胃癌是消化道最常见的恶性肿瘤之一，胃癌的发病率在我国排第2位，世界排第5位。国际癌症研究中心(IARC)数据显示全球新发胃癌占所有新发肿瘤的6%～8%[1-3]，而所有新发胃癌病人当中，中国占比大约达到了42%。中国胃癌的发病率在所有恶性肿瘤中排在第2位，死亡率排在第3位，并且目前仍然呈现上升趋势[4]。1995年，Onate等利用人体B淋巴细胞cDNA文库内的酵母双杂交系统的PR-LBD作为诱导物成功克隆出一种蛋白质，并证实其可以在不改变启动子活性的情况下增强PR、ER、AR等多种类固醇受体的转录活性，将其命名为类固醇受体辅助活化因子-1(Steroid receptor coactivator 1，SRC1)。在随后的研究中，人们又进一步发现了SRC1的两种同源蛋白，即SRC2和SRC3。SRC家族是众多的辅助激活因子中较为重要的一类，它们的基因分别定位于人类染色体2p23、8q21和20q12。它们以配体依赖的形式与核受体相互作用，通过受体的甲基化或乙酰基化以及其他一些辅助因子的参与来提高核受体基因的转录活性。随着研究的深入，SRC家族在生物体中的表达、分布、功能及其在某些疾病的临床治疗中的作用日益受到科研工作者的关注。

1 材料与方法

1.1 临床资料

选取2008年哈尔滨医科大学附属肿瘤医院进行胃癌手术病人36例。所有病人术前均未接受过化疗、放疗或其它抗肿瘤治疗，术前均已获得明确病理诊断，术后病理再次确诊为腺癌，有明确的病理分期，共纳入36对癌变和匹配相邻的正常非癌性胃黏膜组织。手术切除后，新鲜组织立即浸入RNAlater(Ambion，Inc，USA)，然后在-80℃冰箱保存，直到进行RNA和蛋白质提取。本研究已通过哈尔滨医科大学附属肿瘤医院医学伦理审批并取得患者知情同意。

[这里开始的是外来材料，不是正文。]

//! # Relationship Registry
//!
//! The only schema the engine ever receives: which relation fields exist on
//! which tables, and optionally the column set of each table.
//!
//! ## Relation Kinds
//! ```text
//! ┌─────────────────────────────────────────────────────────────────────────┐
//! │                         Relation Edges                                  │
//! │                                                                         │
//! │  OneToMany   sales.items                                                │
//! │              parent.local_key (sales.id) = child.foreign_key            │
//! │                                            (sale_items.sale_id)         │
//! │              attaches: [record, …]  (or [])                             │
//! │                                                                         │
//! │  ManyToOne   sale_items.product                                         │
//! │              parent.foreign_key (sale_items.product_id)                 │
//! │                = target.local_key (products.id)                         │
//! │              attaches: record  (or null)                                │
//! └─────────────────────────────────────────────────────────────────────────┘
//! ```
//!
//! Built once at startup, then shared read-only behind an `Arc`.

use std::collections::{HashMap, HashSet};

use indexmap::IndexMap;
use serde::Deserialize;

use crate::error::{CoreError, CoreResult};
use crate::ident::validate_ident;
use crate::sql::PRIMARY_KEY;

// =============================================================================
// Relation
// =============================================================================

#[derive(Debug, Clone, Copy, PartialEq, Eq, Deserialize)]
#[serde(rename_all = "snake_case")]
pub enum RelationKind {
    OneToMany,
    ManyToOne,
}

/// One declared edge from an owning table to a target table.
#[derive(Debug, Clone, PartialEq, Eq)]
pub struct Relation {
    pub kind: RelationKind,
    pub target_table: String,
    pub foreign_key: String,
    pub local_key: String,
}

impl Relation {
    /// Field read from each parent record to collect the batch keys.
    pub fn parent_key(&self) -> &str {
        match self.kind {
            RelationKind::OneToMany => &self.local_key,
            RelationKind::ManyToOne => &self.foreign_key,
        }
    }

    /// Field of the target table matched against the batch keys.
    pub fn target_key(&self) -> &str {
        match self.kind {
            RelationKind::OneToMany => &self.foreign_key,
            RelationKind::ManyToOne => &self.local_key,
        }
    }
}

// =============================================================================
// Schema
// =============================================================================

/// Relationship registry plus optional per-table column sets.
#[derive(Debug, Clone, Default)]
pub struct Schema {
    columns: HashMap<String, HashSet<String>>,
    relations: HashMap<String, IndexMap<String, Relation>>,
}

impl Schema {
    pub fn builder() -> SchemaBuilder {
        SchemaBuilder::default()
    }

    /// A registry with no relations and no declared tables.
    pub fn empty() -> Self {
        Self::default()
    }

    pub fn relation(&self, table: &str, field: &str) -> Option<&Relation> {
        self.relations.get(table)?.get(field)
    }

    pub fn relations(&self, table: &str) -> impl Iterator<Item = (&str, &Relation)> {
        self.relations
            .get(table)
            .into_iter()
            .flat_map(|fields| fields.iter().map(|(field, relation)| (field.as_str(), relation)))
    }

    /// Column set declared for a table, if any.
    pub fn columns(&self, table: &str) -> Option<&HashSet<String>> {
        self.columns.get(table)
    }

    /// Validates a field name and, when the table declares its columns,
    /// that the field is one of them.
    pub fn check_field(&self, table: &str, field: &str) -> CoreResult<()> {
        validate_ident(field)?;
        match self.columns.get(table) {
            Some(columns) if !columns.contains(field) => Err(CoreError::UnknownField {
                table: table.to_string(),
                field: field.to_string(),
            }),
            _ => Ok(()),
        }
    }

    pub fn check_fields<'a>(&self, table: &str, fields: impl IntoIterator<Item = &'a str>) -> CoreResult<()> {
        fields
            .into_iter()
            .try_for_each(|field| self.check_field(table, field))
    }

    /// Loads a registry from TOML.
    ///
    /// ## Example
    /// ```rust
    /// use till_core::{RelationKind, Schema};
    ///
    /// let schema = Schema::from_toml_str(r#"
    ///     [[tables]]
    ///     name = "sale_items"
    ///     columns = ["id", "sale_id", "product_id", "qty"]
    ///
    ///     [[relations]]
    ///     table = "sales"
    ///     field = "items"
    ///     kind = "one_to_many"
    ///     target = "sale_items"
    ///     foreign_key = "sale_id"
    /// "#).unwrap();
    ///
    /// let items = schema.relation("sales", "items").unwrap();
    /// assert_eq!(items.kind, RelationKind::OneToMany);
    /// assert_eq!(items.local_key, "id");
    /// ```
    pub fn from_toml_str(source: &str) -> CoreResult<Schema> {
        let file: SchemaFile =
            toml::from_str(source).map_err(|e| CoreError::InvalidSchema(e.to_string()))?;

        let mut builder = Schema::builder();
        for table in file.tables {
            if let Some(columns) = table.columns {
                builder = builder.table(table.name, columns);
            }
        }
        for entry in file.relations {
            builder = builder.relation(
                entry.table,
                entry.field,
                Relation {
                    kind: entry.kind,
                    target_table: entry.target,
                    foreign_key: entry.foreign_key,
                    local_key: entry.local_key,
                },
            );
        }
        builder.build()
    }
}

// =============================================================================
// Builder
// =============================================================================

/// Collects table and relation declarations; `build` validates them.
#[derive(Debug, Default)]
pub struct SchemaBuilder {
    tables: Vec<(String, Vec<String>)>,
    relations: Vec<(String, String, Relation)>,
}

impl SchemaBuilder {
    /// Declares a table's column set. `id` is always implied.
    pub fn table<I, S>(mut self, name: impl Into<String>, columns: I) -> Self
    where
        I: IntoIterator<Item = S>,
        S: Into<String>,
    {
        self.tables
            .push((name.into(), columns.into_iter().map(Into::into).collect()));
        self
    }

    /// `table.field` is the list of `target` rows whose `foreign_key`
    /// equals this row's `id`.
    pub fn one_to_many(
        self,
        table: impl Into<String>,
        field: impl Into<String>,
        target: impl Into<String>,
        foreign_key: impl Into<String>,
    ) -> Self {
        self.relation(
            table,
            field,
            Relation {
                kind: RelationKind::OneToMany,
                target_table: target.into(),
                foreign_key: foreign_key.into(),
                local_key: PRIMARY_KEY.to_string(),
            },
        )
    }

    /// `table.field` is the `target` row whose `id` equals this row's
    /// `foreign_key`.
    pub fn many_to_one(
        self,
        table: impl Into<String>,
        field: impl Into<String>,
        target: impl Into<String>,
        foreign_key: impl Into<String>,
    ) -> Self {
        self.relation(
            table,
            field,
            Relation {
                kind: RelationKind::ManyToOne,
                target_table: target.into(),
                foreign_key: foreign_key.into(),
                local_key: PRIMARY_KEY.to_string(),
            },
        )
    }

    pub fn relation(mut self, table: impl Into<String>, field: impl Into<String>, relation: Relation) -> Self {
        self.relations.push((table.into(), field.into(), relation));
        self
    }

    /// Validates every name and key, then freezes the registry.
    ///
    /// ## Errors
    /// * `InvalidIdentifier` - A table, field or key is not a plain identifier
    /// * `InvalidSchema` - A relation is declared twice, or names a key
    ///   missing from a table that declares its columns
    pub fn build(self) -> CoreResult<Schema> {
        let mut schema = Schema::default();

        for (name, columns) in self.tables {
            validate_ident(&name)?;
            let mut set = HashSet::with_capacity(columns.len() + 1);
            set.insert(PRIMARY_KEY.to_string());
            for column in columns {
                validate_ident(&column)?;
                set.insert(column);
            }
            schema.columns.insert(name, set);
        }

        for (table, field, relation) in self.relations {
            validate_ident(&table)?;
            validate_ident(&field)?;
            validate_ident(&relation.target_table)?;
            validate_ident(&relation.foreign_key)?;
            validate_ident(&relation.local_key)?;

            schema.require_column(&table, relation.parent_key(), &field)?;
            schema.require_column(&relation.target_table, relation.target_key(), &field)?;

            let fields = schema.relations.entry(table.clone()).or_default();
            if fields.contains_key(&field) {
                return Err(CoreError::InvalidSchema(format!(
                    "relation {table}.{field} is declared twice"
                )));
            }
            fields.insert(field, relation);
        }

        Ok(schema)
    }
}

impl Schema {
    fn require_column(&self, table: &str, column: &str, relation_field: &str) -> CoreResult<()> {
        match self.columns.get(table) {
            Some(columns) if !columns.contains(column) => Err(CoreError::InvalidSchema(format!(
                "relation {relation_field} uses {table}.{column}, which is not a declared column"
            ))),
            _ => Ok(()),
        }
    }
}

// =============================================================================
// TOML Format
// =============================================================================

#[derive(Debug, Deserialize)]
struct SchemaFile {
    #[serde(default)]
    tables: Vec<TableEntry>,
    #[serde(default)]
    relations: Vec<RelationEntry>,
}

#[derive(Debug, Deserialize)]
struct TableEntry {
    name: String,
    columns: Option<Vec<String>>,
}

#[derive(Debug, Deserialize)]
struct RelationEntry {
    table: String,
    field: String,
    kind: RelationKind,
    target: String,
    foreign_key: String,
    #[serde(default = "default_local_key")]
    local_key: String,
}

fn default_local_key() -> String {
    PRIMARY_KEY.to_string()
}

// =============================================================================
// Unit Tests
// =============================================================================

1.2 胃癌组织中SRC1mRNA的提取、逆转录及qRT-PCR反应

胃癌/配对癌旁正常组织匀浆：约0.1 g胃癌/配对癌旁正常胃组织加入1 mL Trizol，用电动匀浆器匀浆。加入氯仿分层，转移水相，置入无酶EP管中，加入500 μL异丙醇，离心，弃上清液，向沉淀中加入75%乙醇，离心弃上清液，加入DEPC水。测定RNA纯度，进一步逆转录cDNA：总RNA 2 μL加DEPC水68 μL至70 μL，稀释35倍。使用ABI逆转录试剂盒，按说明书依次加入反应体系。cDNA样本取出后-20℃保存。实时定量PCR：在96孔板中，依次加入以下成分，Mix(Rox)5 μL，引物F 0.15 μL，引物R 0.15 μL(上海英潍捷基有限公司合成，5′GCCAUUACCAGGAUAUAAATT3′-正向，5′UUUAUAUCCUGGUAAUGGCTT3′-逆向)，三蒸水3.7 μL，cDNA 1 μL，每个样品设两个复孔。封膜，离心，完毕后将孔板转移至PCR仪中，反应条件：95℃10 min，95℃30 s，60℃15 s，95℃15 s。共40个循环。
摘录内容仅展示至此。